(Materials provided)

/// Reasoning oracle endpoint and its backoff schedule.
#[derive(Debug, Clone, PartialEq, Serialize, Deserialize)]
pub struct OracleConfig {
    #[serde(default = "default_base_url")]
    pub base_url: String,
    #[serde(default = "default_model")]
    pub model: String,
    /// Name of the environment variable holding the API key
    #[serde(default = "default_api_key_env")]
    pub api_key_env: String,
    #[serde(default = "default_request_timeout_secs")]
    pub request_timeout_secs: u64,
    /// Attempts under quota throttling, including the first
    #[serde(default = "default_oracle_max_attempts")]
    pub max_attempts: u32,
    #[serde(default = "default_base_delay_ms")]
    pub base_delay_ms: u64,
    #[serde(default = "default_max_delay_ms")]
    pub max_delay_ms: u64,
    #[serde(default = "default_max_total_wait_secs")]
    pub max_total_wait_secs: u64,
    /// Immediate retries for malformed responses and transport errors
    #[serde(default = "default_transient_retries")]
    pub transient_retries: u32,
}

fn default_base_url() -> String {
    "https://api.openai.com/v1".to_string()
}

fn default_model() -> String {
    "gpt-4o-mini".to_string()
}

fn default_api_key_env() -> String {
    "FLAGFORGE_API_KEY".to_string()
}

fn default_request_timeout_secs() -> u64 {
    120
}

fn default_oracle_max_attempts() -> u32 {
    5
}

fn default_base_delay_ms() -> u64 {
    1000
}

fn default_max_delay_ms() -> u64 {
    60_000
}

fn default_max_total_wait_secs() -> u64 {
    300
}

fn default_transient_retries() -> u32 {
    2
}

impl Default for OracleConfig {
    fn default() -> Self {
        Self {
            base_url: default_base_url(),
            model: default_model(),
            api_key_env: default_api_key_env(),
            request_timeout_secs: default_request_timeout_secs(),
            max_attempts: default_oracle_max_attempts(),
            base_delay_ms: default_base_delay_ms(),
            max_delay_ms: default_max_delay_ms(),
            max_total_wait_secs: default_max_total_wait_secs(),
            transient_retries: default_transient_retries(),
        }
    }
}

impl OracleConfig {
    pub fn client_settings(&self) -> ClientSettings {
        ClientSettings {
            quota: RetryPolicy {
                max_attempts: self.max_attempts,
                base_delay: Duration::from_millis(self.base_delay_ms),
                max_delay: Duration::from_millis(self.max_delay_ms),
                jitter: 0.25,
                max_total_wait: Some(Duration::from_secs(self.max_total_wait_secs)),
            },
            transient: RetryPolicy::immediate(self.transient_retries + 1),
        }
    }

    /// API key from the configured environment variable, if set and non-empty.
    pub fn api_key(&self) -> Option<String> {
        std::env::var(&self.api_key_env)
            .ok()
            .filter(|k| !k.trim().is_empty())
    }
}

#[derive(Debug, Clone, PartialEq, Serialize, Deserialize)]
pub struct ServerSection {
    #[serde(default = "default_host")]
    pub host: String,
    #[serde(default = "default_port")]
    pub port: u16,
}

fn default_host() -> String {
    "127.0.0.1".to_string()
}

fn default_port() -> u16 {
    8000
}

impl Default for ServerSection {
    fn default() -> Self {
        Self {
            host: default_host(),
            port: default_port(),
        }
    }
}

#[derive(Debug, Clone, PartialEq, Serialize, Deserialize)]
pub struct LoggingSection {
    #[serde(default = "default_log_level")]
    pub level: String,
    #[serde(default)]
    pub json: bool,
    /// Daily-rolling log file; empty disables the file sink
    #[serde(default)]
    pub file: String,
}
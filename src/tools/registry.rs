use std::collections::BTreeMap;
use std::sync::Arc;

use super::{Tool, ToolDescriptor};

/// Explicit name → tool mapping, populated at startup by `register` calls.
#[derive(Default, Clone)]
pub struct ToolRegistry {
    tools: BTreeMap<String, Arc<dyn Tool>>,
}

impl ToolRegistry {
    pub fn new() -> Self {
        Self::default()
    }

    /// Register a tool. Replaces any existing tool with the same name.
    pub fn register(&mut self, tool: Arc<dyn Tool>) {
        let name = tool.descriptor().name.clone();
        if self.tools.insert(name.clone(), tool).is_some() {
            tracing::debug!(tool = %name, "replaced registered tool");
        }
    }

    pub fn get(&self, name: &str) -> Option<Arc<dyn Tool>> {
        self.tools.get(name).cloned()
    }

    /// Descriptors sorted by name.
    pub fn descriptors(&self) -> Vec<ToolDescriptor> {
        self.tools.values().map(|t| t.descriptor().clone()).collect()
    }

    pub fn names(&self) -> Vec<String> {
        self.tools.keys().cloned().collect()
    }

    pub fn len(&self) -> usize {
        self.tools.len()
    }

    pub fn is_empty(&self) -> bool {
        self.tools.is_empty()
    }
}

impl std::fmt::Debug for ToolRegistry {
    fn fmt(&self, f: &mut std::fmt::Formatter<'_>) -> std::fmt::Result {
        f.debug_struct("ToolRegistry")
            .field("tools", &self.names())
            .finish()
    }
}

#[cfg(test)]
mod tests {
    use super::*;
    use crate::errors::ToolFailure;
    use async_trait::async_trait;
    use serde_json::{Value, json};

    struct Echo(ToolDescriptor);

    #[async_trait]
    impl Tool for Echo {
        fn descriptor(&self) -> &ToolDescriptor {
            &self.0
        }

        async fn call(&self, args: &Value) -> Result<String, ToolFailure> {
            Ok(args.to_string())
        }
    }

    fn echo(name: &str, description: &str) -> Arc<dyn Tool> {
        Arc::new(Echo(ToolDescriptor::new(name, description, json!({}))))
    }

    #[test]
    fn test_register_and_lookup() {
        let mut registry = ToolRegistry::new();
        assert!(registry.is_empty());
        registry.register(echo("b", "second"));
        registry.register(echo("a", "first"));
        assert_eq!(registry.names(), vec!["a", "b"]);
        assert!(registry.get("a").is_some());
        assert!(registry.get("zzz").is_none());
    }

    #[test]
    fn test_register_replaces_same_name() {
        let mut registry = ToolRegistry::new();
        registry.register(echo("a", "old"));
        registry.register(echo("a", "new"));
        assert_eq!(registry.len(), 1);
        assert_eq!(registry.descriptors()[0].description, "new");
    }
}
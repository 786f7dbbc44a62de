use std::sync::LazyLock;
use std::time::Duration;

use anyhow::Context;
use async_trait::async_trait;
use regex::Regex;
use reqwest::StatusCode;
use serde_json::{Value, json};
use tracing::debug;

use super::{Decision, Oracle, OracleRequest};
use crate::config::OracleConfig;
use crate::errors::OracleError;

const RESPONSE_CONTRACT: &str = r#"Reply with a single JSON object and nothing else. Either
{"action": "tool_call", "tool": "<tool name>", "args": {...}}
to run one tool, or
{"action": "stage_complete", "summary": "<text>", "vulnerabilities": [{"type": "...", "description": "...", "severity": "low|medium|high|critical", "location": "..."}], "fuzz_tasks": [{"target": "<url>", "payload_class": "...", "vulnerability": "..."}]}
when this stage is finished. Omit lists you have nothing to put in."#;

/// Oracle backed by an OpenAI-compatible chat completions endpoint.
pub struct OpenAiCompatOracle {
    client: reqwest::Client,
    endpoint: String,
    model: String,
    api_key: Option<String>,
}

impl OpenAiCompatOracle {
    pub fn new(config: &OracleConfig) -> anyhow::Result<Self> {
        let client = reqwest::Client::builder()
            .timeout(Duration::from_secs(config.request_timeout_secs))
            .build()
            .context("Failed to build oracle HTTP client")?;
        Ok(Self {
            client,
            endpoint: format!("{}/chat/completions", config.base_url.trim_end_matches('/')),
            model: config.model.clone(),
            api_key: config.api_key(),
        })
    }

    pub fn has_api_key(&self) -> bool {
        self.api_key.is_some()
    }

    fn messages(request: &OracleRequest) -> Value {
        let tools = serde_json::to_string_pretty(&request.tools).unwrap_or_default();
        let system = format!(
            "{}\n\nAvailable tools:\n{}\n\n{}",
            request.instructions, tools, RESPONSE_CONTRACT
        );

        let mut user = format!("Current stage: {}\n\n{}", request.stage, request.state_summary);
        if !request.history.is_empty() {
            user.push_str("\n\nTool calls so far in this stage:\n");
            for (i, entry) in request.history.iter().enumerate() {
                user.push_str(&format!(
                    "{}. {} {} -> error: {}\n{}\n",
                    i + 1,
                    entry.tool,
                    entry.args,
                    entry.error,
                    entry.output
                ));
            }
        }

        json!([
            {"role": "system", "content": system},
            {"role": "user", "content": user},
        ])
    }
}

#[async_trait]
impl Oracle for OpenAiCompatOracle {
    async fn decide(&self, request: &OracleRequest) -> Result<Decision, OracleError> {
        let body = json!({
            "model": self.model,
            "messages": Self::messages(request),
            "temperature": 0.2,
            "response_format": {"type": "json_object"},
        });

        let mut builder = self.client.post(&self.endpoint).json(&body);
        if let Some(key) = &self.api_key {
            builder = builder.bearer_auth(key);
        }
        let response = builder
            .send()
            .await
            .map_err(|e| OracleError::Transport(e.to_string()))?;

        let status = response.status();
        let header_hint = response
            .headers()
            .get(reqwest::header::RETRY_AFTER)
            .and_then(|v| v.to_str().ok())
            .and_then(|v| v.trim().parse::<f64>().ok())
            .map(Duration::from_secs_f64);
        let text = response
            .text()
            .await
            .map_err(|e| OracleError::Transport(format!("failed to read response: {}", e)))?;

        if status == StatusCode::TOO_MANY_REQUESTS || (!status.is_success() && is_quota_message(&text)) {
            return Err(OracleError::Quota {
                retry_after: header_hint.or_else(|| parse_retry_hint(&text)),
                message: preview(&text),
            });
        }
        if !status.is_success() {
            return Err(OracleError::Transport(format!(
                "HTTP {}: {}",
                status,
                preview(&text)
            )));
        }

        let data: Value = serde_json::from_str(&text)
            .map_err(|e| OracleError::Malformed(format!("response is not JSON: {}", e)))?;
        let content = data["choices"][0]["message"]["content"]
            .as_str()
            .ok_or_else(|| OracleError::Malformed("response has no message content".to_string()))?;
        debug!(stage = %request.stage, content, "oracle decision");
        Decision::parse(content)
    }
}

static RETRY_IN: LazyLock<Regex> = LazyLock::new(|| {
    Regex::new(r"(?i)retry in ([0-9]+(?:\.[0-9]+)?)\s*s").expect("retry hint pattern is a valid static regex")
});

static RETRY_DELAY_SECONDS: LazyLock<Regex> = LazyLock::new(|| {
    Regex::new(r"retry_?delay\W*\{?\W*seconds\W*([0-9]+)")
        .expect("retry delay pattern is a valid static regex")
});

/// Server-suggested delay embedded in an error body, such as
/// "Please retry in 12.5s" or `retry_delay { seconds: 30 }`.
pub fn parse_retry_hint(text: &str) -> Option<Duration> {
    if let Some(caps) = RETRY_IN.captures(text) {
        return caps[1].parse::<f64>().ok().map(Duration::from_secs_f64);
    }
    RETRY_DELAY_SECONDS
        .captures(text)
        .and_then(|caps| caps[1].parse::<u64>().ok())
        .map(Duration::from_secs)
}

fn is_quota_message(text: &str) -> bool {
    let lower = text.to_lowercase();
    lower.contains("resource_exhausted") || lower.contains("rate limit") || lower.contains("quota")
}

fn preview(text: &str) -> String {
    text.chars().take(300).collect()
}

(End Materials provided)

Tell how many lines of the data include the word "bool", and nothing else.

4